Означает ли это, что все монографии оказались особенно суровы к творчеству авторов, которым были посвящены? Да нет же, просто в эту эпоху искусство уже потеряло всю свою привлекательность, а ученые и знатоки занимались не картинами или книгами, а теми, кто их создал, их жизнью.
А что означает жизнь в эпоху прокуроров?
Долгая череда фактов, призванных вскрыть Вину, скрытую под обманчивой видимостью.
Чтобы обнаружить эту сокрытую Вину, автору монографии необходим талант детектива и шпионская сеть. А чтобы не утратить высокого научного статуса, нужно внизу страницы приводить имена доносчиков, потому что именно так с научной точки зрения сплетни превращаются в истину.
Я открываю огромный, восьмисотстраничный, том, посвященный Бертольду Брехту Автор, профессор кафедры сравнительной литературы Университета Мэриленда, в подробностях продемонстрировав всю душевную низость Брехта (скрытый гомосексуализм, эротоманию, эксплуатацию любовниц, которые и являлись настоящими авторами его пьес, симпатию к сталинизму, лживость, жадность, равнодушие), переходит наконец (глава XLV) к телесному, а именно к отвратительному запаху, который автор описывает на протяжении целого абзаца; чтобы подтвердить научную ценность этого обонятельного открытия, в сноске 43 этой главы он указывает, что «благодарит за это тщательное описание женщину, в те времена возглавлявшую фотолабораторию в „Берлинер ансамбль", Веру Теншерт», которая рассказывала ему об этом «5 июня 1985 года» (то есть через тридцать лет после того, как вонючку положили в гроб).

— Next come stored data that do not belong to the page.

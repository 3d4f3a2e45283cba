//! Metrics collection and exposition.
//!
//! # Metrics
//! - `wallet_session_connects_total` (counter): connect requests handled
//! - `wallet_session_connect_failures_total` (counter): connects the
//!   connector refused
//! - `wallet_session_disconnects_total` (counter): disconnect requests handled

use std::net::SocketAddr;

use metrics_exporter_prometheus::PrometheusBuilder;

pub const SESSION_CONNECTS_TOTAL: &str = "wallet_session_connects_total";
pub const SESSION_CONNECT_FAILURES_TOTAL: &str = "wallet_session_connect_failures_total";
pub const SESSION_DISCONNECTS_TOTAL: &str = "wallet_session_disconnects_total";

/// Install the Prometheus recorder and scrape endpoint.
///
/// Must run inside a tokio runtime. Failure to bind is logged, not fatal:
/// the widget works without metrics.
pub fn init_metrics(addr: SocketAddr) {
    match PrometheusBuilder::new().with_http_listener(addr).install() {
        Ok(()) => {
            metrics::describe_counter!(SESSION_CONNECTS_TOTAL, "Connect requests handled");
            metrics::describe_counter!(
                SESSION_CONNECT_FAILURES_TOTAL,
                "Connect requests the connector refused"
            );
            metrics::describe_counter!(SESSION_DISCONNECTS_TOTAL, "Disconnect requests handled");
            tracing::info!(address = %addr, "Metrics endpoint started");
        }
        Err(e) => {
            tracing::error!(error = %e, "Failed to start metrics endpoint");
        }
    }
}
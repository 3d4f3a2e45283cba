//! Wallet connect/disconnect widget.
//!
//! # Responsibilities
//! - Render the observed session state into exactly one interactive control
//! - Dispatch control activation as a session transition request
//!
//! # Design Decisions
//! - Rendering is pure over `SessionState`; no transport knowledge leaks in
//! - Activation is fire-and-forget; the widget re-renders only when the
//!   session service publishes a change (observer registration, no polling)

use serde::Serialize;
use tokio::sync::watch;

use crate::session::{SessionHandle, SessionState};

/// The transition a control requests when activated.
#[derive(Debug, Clone, Copy, PartialEq, Eq, Serialize)]
#[serde(rename_all = "snake_case")]
pub enum Action {
    Connect,
    Disconnect,
}

/// The single interactive control the widget renders.
#[derive(Debug, Clone, PartialEq, Eq, Serialize)]
pub struct Control {
    /// Exact label to display.
    pub label: String,
    /// Transition requested on activation.
    pub action: Action,
}

/// Connect/disconnect toggle bound to a wallet session.
#[derive(Clone)]
pub struct WalletWidget {
    session: SessionHandle,
}

impl WalletWidget {
    /// Bind a widget to a session handle.
    pub fn new(session: SessionHandle) -> Self {
        Self { session }
    }

    /// Render the current session state.
    ///
    /// Disconnected sessions render a "Connect Wallet" control; connected
    /// sessions render "Disconnect {address}" for the connected account.
    pub fn render(&self) -> Control {
        match self.session.state() {
            SessionState::Disconnected => Control {
                label: "Connect Wallet".to_string(),
                action: Action::Connect,
            },
            SessionState::Connected { address } => Control {
                label: format!("Disconnect {}", address),
                action: Action::Disconnect,
            },
        }
    }

    /// Activate the rendered control: request the transition it names.
    ///
    /// Sends exactly one request per call and returns immediately.
    pub fn activate(&self) {
        match self.render().action {
            Action::Connect => self.session.request_connect(),
            Action::Disconnect => self.session.request_disconnect(),
        }
    }

    /// Register for session-change notifications to drive re-renders.
    pub fn subscribe(&self) -> watch::Receiver<SessionState> {
        self.session.subscribe()
    }
}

Ах, Бертольд, что после тебя останется?
Дурной запах, на протяжении тридцати лет хранимый верной сотрудницей, а затем подхваченный ученым, который, усилив с помощью современных методов в университетских лабораториях, отослал его в будущее, в наше тысячелетие.
Забвение Шёнберга
Через год-два после войны я, будучи подростком, встретил одну молодую еврейскую пару лет на пять старше меня, свою юность они провели в Терезине, а потом еще в одном лагере. Я чувствовал робость перед их поразительной судьбой. Но мое смущение их только раздражало: «Хватит, довольно!» — и они настойчиво давали мне понять, что жизнь там сохраняла весь свой спектр: там были и слезы, и шутки, и ужас, и нежность. Именно во имя любви к собственной жизни они сопротивлялись, когда их пытались превратить в легенду, в памятник горю, в некий документ черной книги нацизма. Впоследствии я потерял их из виду, но не забыл о том, что они пытались мне объяснить.